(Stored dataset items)
↓↓↓

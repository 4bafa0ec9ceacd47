//! Mesh geometry containers.
//!
//! Geometry is hierarchical: a [`MeshGroup`] owns one vertex/index buffer
//! pair plus a list of [`Mesh`]es, each of which is a list of [`MeshPart`]s
//! addressing a range of the shared index buffer. Parts are the unit of
//! texturing and drawing; passes iterate group → mesh → part.
//!
//! The CPU-side vertex and index vectors are retained after upload: the
//! bounding-sphere cache and the shadow-volume generator both read positions
//! and triangle indices back from them.

use glam::{Mat4, Vec3};
use wgpu::util::DeviceExt;

use crate::resources::material::{MapSet, Material};
use crate::scene::bounds::BoundingSphere;

/// Interleaved vertex as consumed by every model pipeline.
#[repr(C)]
#[derive(Debug, Clone, Copy, PartialEq, bytemuck::Pod, bytemuck::Zeroable)]
pub struct Vertex {
    pub position: [f32; 3],
    pub normal: [f32; 3],
    pub tangent: [f32; 3],
    pub uv: [f32; 2],
}

impl Vertex {
    pub const ATTRIBUTES: [wgpu::VertexAttribute; 4] = wgpu::vertex_attr_array![
        0 => Float32x3,
        1 => Float32x3,
        2 => Float32x3,
        3 => Float32x2,
    ];

    #[must_use]
    pub const fn layout() -> wgpu::VertexBufferLayout<'static> {
        wgpu::VertexBufferLayout {
            array_stride: std::mem::size_of::<Vertex>() as wgpu::BufferAddress,
            step_mode: wgpu::VertexStepMode::Vertex,
            attributes: &Self::ATTRIBUTES,
        }
    }
}

/// A contiguous index range drawn with one material/map binding.
#[derive(Debug, Clone, Default)]
pub struct MeshPart {
    pub index_start: u32,
    pub index_count: u32,
    pub material: Option<Material>,
    pub maps: MapSet,
}

impl MeshPart {
    #[must_use]
    pub fn new(index_start: u32, index_count: u32) -> Self {
        Self {
            index_start,
            index_count,
            material: None,
            maps: MapSet::default(),
        }
    }

    #[inline]
    #[must_use]
    pub fn index_range(&self) -> std::ops::Range<u32> {
        self.index_start..self.index_start + self.index_count
    }
}

/// A named collection of parts sharing the group's buffers.
#[derive(Debug, Clone, Default)]
pub struct Mesh {
    pub name: String,
    pub parts: Vec<MeshPart>,
}

impl Mesh {
    #[must_use]
    pub fn new(name: impl Into<String>, parts: Vec<MeshPart>) -> Self {
        Self {
            name: name.into(),
            parts,
        }
    }
}

/// Geometry for one model: shared buffers plus the mesh/part hierarchy.
#[derive(Debug)]
pub struct MeshGroup {
    pub name: String,
    pub meshes: Vec<Mesh>,
    vertices: Vec<Vertex>,
    indices: Vec<u16>,
    vertex_buffer: wgpu::Buffer,
    index_buffer: wgpu::Buffer,
}

impl MeshGroup {
    /// Uploads `vertices`/`indices` and wraps them with the given hierarchy.
    #[must_use]
    pub fn new(
        device: &wgpu::Device,
        name: impl Into<String>,
        vertices: Vec<Vertex>,
        indices: Vec<u16>,
        meshes: Vec<Mesh>,
    ) -> Self {
        let name = name.into();
        let vertex_buffer = device.create_buffer_init(&wgpu::util::BufferInitDescriptor {
            label: Some(&format!("{name}/vertices")),
            contents: bytemuck::cast_slice(&vertices),
            usage: wgpu::BufferUsages::VERTEX | wgpu::BufferUsages::COPY_DST,
        });
        let index_buffer = device.create_buffer_init(&wgpu::util::BufferInitDescriptor {
            label: Some(&format!("{name}/indices")),
            contents: bytemuck::cast_slice(&indices),
            usage: wgpu::BufferUsages::INDEX | wgpu::BufferUsages::COPY_DST,
        });
        Self {
            name,
            meshes,
            vertices,
            indices,
            vertex_buffer,
            index_buffer,
        }
    }

    /// Convenience for geometry with one mesh covering every index.
    #[must_use]
    pub fn single_part(
        device: &wgpu::Device,
        name: impl Into<String>,
        vertices: Vec<Vertex>,
        indices: Vec<u16>,
    ) -> Self {
        let name = name.into();
        let count = u32::try_from(indices.len()).unwrap_or(u32::MAX);
        let mesh = Mesh::new(name.clone(), vec![MeshPart::new(0, count)]);
        Self::new(device, name, vertices, indices, vec![mesh])
    }

    #[inline]
    #[must_use]
    pub fn vertices(&self) -> &[Vertex] {
        &self.vertices
    }

    #[inline]
    #[must_use]
    pub fn indices(&self) -> &[u16] {
        &self.indices
    }

    #[inline]
    #[must_use]
    pub fn vertex_buffer(&self) -> &wgpu::Buffer {
        &self.vertex_buffer
    }

    #[inline]
    #[must_use]
    pub fn index_buffer(&self) -> &wgpu::Buffer {
        &self.index_buffer
    }

    /// Local-space positions, in vertex order.
    pub fn positions(&self) -> impl Iterator<Item = Vec3> + '_ {
        self.vertices.iter().map(|v| Vec3::from_array(v.position))
    }

    /// Smallest sphere estimate around the current vertex positions.
    /// Sentinel when the group has no vertices.
    #[must_use]
    pub fn local_bounds(&self) -> BoundingSphere {
        let positions: Vec<Vec3> = self.positions().collect();
        BoundingSphere::from_points(&positions)
    }

    /// Axis-aligned min/max of the current positions, `None` when empty.
    #[must_use]
    pub fn bounds_min_max(&self) -> Option<(Vec3, Vec3)> {
        let mut iter = self.positions();
        let first = iter.next()?;
        let mut min = first;
        let mut max = first;
        for p in iter {
            min = min.min(p);
            max = max.max(p);
        }
        Some((min, max))
    }

    /// Bakes `matrix` into every vertex and re-uploads the vertex buffer.
    ///
    /// Positions take the full transform; normals and tangents are rotated
    /// by the inverse-transpose and renormalized so non-uniform scales do
    /// not shear the shading basis.
    pub fn bake_transform(&mut self, queue: &wgpu::Queue, matrix: Mat4) {
        let normal_matrix = matrix.inverse().transpose();
        for vertex in &mut self.vertices {
            let p = matrix.transform_point3(Vec3::from_array(vertex.position));
            let n = normal_matrix
                .transform_vector3(Vec3::from_array(vertex.normal))
                .normalize_or_zero();
            let t = normal_matrix
                .transform_vector3(Vec3::from_array(vertex.tangent))
                .normalize_or_zero();
            vertex.position = p.to_array();
            vertex.normal = n.to_array();
            vertex.tangent = t.to_array();
        }
        queue.write_buffer(&self.vertex_buffer, 0, bytemuck::cast_slice(&self.vertices));
    }
}

// ============================================================================
// Primitive builders
// ============================================================================

/// An axis-aligned cube of half-extent `half`, 24 vertices / 36 indices.
#[must_use]
pub fn cube_geometry(half: f32) -> (Vec<Vertex>, Vec<u16>) {
    // (normal, tangent, four corners counter-clockwise seen from outside)
    let faces: [(Vec3, Vec3, [Vec3; 4]); 6] = [
        (
            Vec3::Z,
            Vec3::X,
            [
                Vec3::new(-1.0, -1.0, 1.0),
                Vec3::new(1.0, -1.0, 1.0),
                Vec3::new(1.0, 1.0, 1.0),
                Vec3::new(-1.0, 1.0, 1.0),
            ],
        ),
        (
            Vec3::NEG_Z,
            Vec3::NEG_X,
            [
                Vec3::new(1.0, -1.0, -1.0),
                Vec3::new(-1.0, -1.0, -1.0),
                Vec3::new(-1.0, 1.0, -1.0),
                Vec3::new(1.0, 1.0, -1.0),
            ],
        ),
        (
            Vec3::X,
            Vec3::NEG_Z,
            [
                Vec3::new(1.0, -1.0, 1.0),
                Vec3::new(1.0, -1.0, -1.0),
                Vec3::new(1.0, 1.0, -1.0),
                Vec3::new(1.0, 1.0, 1.0),
            ],
        ),
        (
            Vec3::NEG_X,
            Vec3::Z,
            [
                Vec3::new(-1.0, -1.0, -1.0),
                Vec3::new(-1.0, -1.0, 1.0),
                Vec3::new(-1.0, 1.0, 1.0),
                Vec3::new(-1.0, 1.0, -1.0),
            ],
        ),
        (
            Vec3::Y,
            Vec3::X,
            [
                Vec3::new(-1.0, 1.0, 1.0),
                Vec3::new(1.0, 1.0, 1.0),
                Vec3::new(1.0, 1.0, -1.0),
                Vec3::new(-1.0, 1.0, -1.0),
            ],
        ),
        (
            Vec3::NEG_Y,
            Vec3::X,
            [
                Vec3::new(-1.0, -1.0, -1.0),
                Vec3::new(1.0, -1.0, -1.0),
                Vec3::new(1.0, -1.0, 1.0),
                Vec3::new(-1.0, -1.0, 1.0),
            ],
        ),
    ];

    let uvs = [[0.0, 1.0], [1.0, 1.0], [1.0, 0.0], [0.0, 0.0]];
    let mut vertices = Vec::with_capacity(24);
    let mut indices = Vec::with_capacity(36);
    for (normal, tangent, corners) in faces {
        let base = vertices.len() as u16;
        for (corner, uv) in corners.iter().zip(uvs) {
            vertices.push(Vertex {
                position: (*corner * half).to_array(),
                normal: normal.to_array(),
                tangent: tangent.to_array(),
                uv,
            });
        }
        indices.extend_from_slice(&[base, base + 1, base + 2, base, base + 2, base + 3]);
    }
    (vertices, indices)
}

/// A flat quad in the XZ plane, `width` by `depth`, facing +Y.
#[must_use]
pub fn plane_geometry(width: f32, depth: f32) -> (Vec<Vertex>, Vec<u16>) {
    let hw = width * 0.5;
    let hd = depth * 0.5;
    let corners = [
        (Vec3::new(-hw, 0.0, hd), [0.0, 1.0]),
        (Vec3::new(hw, 0.0, hd), [1.0, 1.0]),
        (Vec3::new(hw, 0.0, -hd), [1.0, 0.0]),
        (Vec3::new(-hw, 0.0, -hd), [0.0, 0.0]),
    ];
    let vertices = corners
        .iter()
        .map(|(p, uv)| Vertex {
            position: p.to_array(),
            normal: Vec3::Y.to_array(),
            tangent: Vec3::X.to_array(),
            uv: *uv,
        })
        .collect();
    (vertices, vec![0, 1, 2, 0, 2, 3])
}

↑↑↑

= Instructions for the task =
Read through the entries above, and wherever a line holds the string "corners", copy it.

= Completed task =
    // (normal, tangent, four corners counter-clockwise seen from outside)
    for (normal, tangent, corners) in faces {
        for (corner, uv) in corners.iter().zip(uvs) {
    let corners = [
    let vertices = corners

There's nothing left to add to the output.